## Working data:
//! Store Messages
//!
//! All mutation flows through `Store::dispatch(message)`. A message is one
//! of five kinds:
//!
//! 1. `write`: deliver a message to a container, through its writer when
//!    one is installed, otherwise through its reducer.
//! 2. `reset`: restore a container's declared initial value.
//! 3. `use`: evaluate a [`Rule`] against current state and dispatch the
//!    message it produces.
//! 4. `run`: execute an arbitrary side effect.
//! 5. `batch`: dispatch a sequence of messages in order.
//!
//! Dispatch is synchronous and reentrant: a subscriber notified mid-flight
//! may itself dispatch.

use std::fmt;
use std::rc::Rc;

use crate::store::query::GetState;
use crate::store::registry::Store;
use crate::store::token::Container;

pub(crate) enum MessageKind {
    Write(Box<dyn FnOnce(&Store)>),
    Reset(Box<dyn FnOnce(&Store)>),
    Use(Box<dyn FnOnce(&Store) -> StoreMessage>),
    Run(Box<dyn FnOnce()>),
    Batch(Vec<StoreMessage>),
}

/// An instruction for a store. Build one with [`write`], [`reset`],
/// [`use_rule`], [`run`], or [`batch`].
pub struct StoreMessage {
    pub(crate) kind: MessageKind,
}

impl StoreMessage {
    pub(crate) fn kind_name(&self) -> &'static str {
        match self.kind {
            MessageKind::Write(_) => "write",
            MessageKind::Reset(_) => "reset",
            MessageKind::Use(_) => "use",
            MessageKind::Run(_) => "run",
            MessageKind::Batch(_) => "batch",
        }
    }
}

impl fmt::Debug for StoreMessage {
    fn fmt(&self, f: &mut fmt::Formatter<'_>) -> fmt::Result {
        f.debug_struct("StoreMessage")
            .field("kind", &self.kind_name())
            .finish()
    }
}

/// Deliver `message` to `container`.
pub fn write<T, M>(container: &Container<T, M>, message: M) -> StoreMessage
where
    T: Clone + PartialEq + 'static,
    M: Clone + PartialEq + 'static,
{
    let token = container.clone();
    StoreMessage {
        kind: MessageKind::Write(Box::new(move |store: &Store| {
            store.apply_write(&token, message);
        })),
    }
}

/// Restore `container` to its declared initial value. The initial value is
/// published as-is; the reducer is not consulted.
pub fn reset<T, M>(container: &Container<T, M>) -> StoreMessage
where
    T: Clone + PartialEq + 'static,
    M: Clone + PartialEq + 'static,
{
    let token = container.clone();
    StoreMessage {
        kind: MessageKind::Reset(Box::new(move |store: &Store| {
            store.apply_reset(&token);
        })),
    }
}

/// Evaluate `rule` against current state and dispatch its result.
pub fn use_rule<I: 'static>(rule: &Rule<I>, input: I) -> StoreMessage {
    let definition = rule.definition.clone();
    StoreMessage {
        kind: MessageKind::Use(Box::new(move |store: &Store| {
            let mut get = GetState::untracked(store);
            definition(&mut get, input)
        })),
    }
}

/// Execute an arbitrary side effect during dispatch.
pub fn run(effect: impl FnOnce() + 'static) -> StoreMessage {
    StoreMessage {
        kind: MessageKind::Run(Box::new(effect)),
    }
}

/// Dispatch `messages` in order.
pub fn batch(messages: Vec<StoreMessage>) -> StoreMessage {
    StoreMessage {
        kind: MessageKind::Batch(messages),
    }
}

/// A reusable recipe that turns an input plus current state into a store
/// message. Reads inside the definition are untracked; rules fire only
/// when dispatched.
pub struct Rule<I> {
    definition: Rc<dyn Fn(&mut GetState<'_>, I) -> StoreMessage>,
}

impl<I> Clone for Rule<I> {
    fn clone(&self) -> Self {
        Rule {
            definition: self.definition.clone(),
        }
    }
}

impl<I> Rule<I> {
    pub fn new(definition: impl Fn(&mut GetState<'_>, I) -> StoreMessage + 'static) -> Self {
        Rule {
            definition: Rc::new(definition),
        }
    }
}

## Try it:
The data must be output in full, exactly as given.

## Solution to this problem:
//! Store Messages
//!
//! All mutation flows through `Store::dispatch(message)`. A message is one
//! of five kinds:
//!
//! 1. `write`: deliver a message to a container, through its writer when
//!    one is installed, otherwise through its reducer.
//! 2. `reset`: restore a container's declared initial value.
//! 3. `use`: evaluate a [`Rule`] against current state and dispatch the
//!    message it produces.
//! 4. `run`: execute an arbitrary side effect.
//! 5. `batch`: dispatch a sequence of messages in order.
//!
//! Dispatch is synchronous and reentrant: a subscriber notified mid-flight
//! may itself dispatch.

use std::fmt;
use std::rc::Rc;

use crate::store::query::GetState;
use crate::store::registry::Store;
use crate::store::token::Container;

pub(crate) enum MessageKind {
    Write(Box<dyn FnOnce(&Store)>),
    Reset(Box<dyn FnOnce(&Store)>),
    Use(Box<dyn FnOnce(&Store) -> StoreMessage>),
    Run(Box<dyn FnOnce()>),
    Batch(Vec<StoreMessage>),
}

/// An instruction for a store. Build one with [`write`], [`reset`],
/// [`use_rule`], [`run`], or [`batch`].
pub struct StoreMessage {
    pub(crate) kind: MessageKind,
}

impl StoreMessage {
    pub(crate) fn kind_name(&self) -> &'static str {
        match self.kind {
            MessageKind::Write(_) => "write",
            MessageKind::Reset(_) => "reset",
            MessageKind::Use(_) => "use",
            MessageKind::Run(_) => "run",
            MessageKind::Batch(_) => "batch",
        }
    }
}

impl fmt::Debug for StoreMessage {
    fn fmt(&self, f: &mut fmt::Formatter<'_>) -> fmt::Result {
        f.debug_struct("StoreMessage")
            .field("kind", &self.kind_name())
            .finish()
    }
}

/// Deliver `message` to `container`.
pub fn write<T, M>(container: &Container<T, M>, message: M) -> StoreMessage
where
    T: Clone + PartialEq + 'static,
    M: Clone + PartialEq + 'static,
{
    let token = container.clone();
    StoreMessage {
        kind: MessageKind::Write(Box::new(move |store: &Store| {
            store.apply_write(&token, message);
        })),
    }
}

/// Restore `container` to its declared initial value. The initial value is
/// published as-is; the reducer is not consulted.
pub fn reset<T, M>(container: &Container<T, M>) -> StoreMessage
where
    T: Clone + PartialEq + 'static,
    M: Clone + PartialEq + 'static,
{
    let token = container.clone();
    StoreMessage {
        kind: MessageKind::Reset(Box::new(move |store: &Store| {
            store.apply_reset(&token);
        })),
    }
}

/// Evaluate `rule` against current state and dispatch its result.
pub fn use_rule<I: 'static>(rule: &Rule<I>, input: I) -> StoreMessage {
    let definition = rule.definition.clone();
    StoreMessage {
        kind: MessageKind::Use(Box::new(move |store: &Store| {
            let mut get = GetState::untracked(store);
            definition(&mut get, input)
        })),
    }
}

/// Execute an arbitrary side effect during dispatch.
pub fn run(effect: impl FnOnce() + 'static) -> StoreMessage {
    StoreMessage {
        kind: MessageKind::Run(Box::new(effect)),
    }
}

/// Dispatch `messages` in order.
pub fn batch(messages: Vec<StoreMessage>) -> StoreMessage {
    StoreMessage {
        kind: MessageKind::Batch(messages),
    }
}

/// A reusable recipe that turns an input plus current state into a store
/// message. Reads inside the definition are untracked; rules fire only
/// when dispatched.
pub struct Rule<I> {
    definition: Rc<dyn Fn(&mut GetState<'_>, I) -> StoreMessage>,
}

impl<I> Clone for Rule<I> {
    fn clone(&self) -> Self {
        Rule {
            definition: self.definition.clone(),
        }
    }
}

impl<I> Rule<I> {
    pub fn new(definition: impl Fn(&mut GetState<'_>, I) -> StoreMessage + 'static) -> Self {
        Rule {
            definition: Rc::new(definition),
        }
    }
}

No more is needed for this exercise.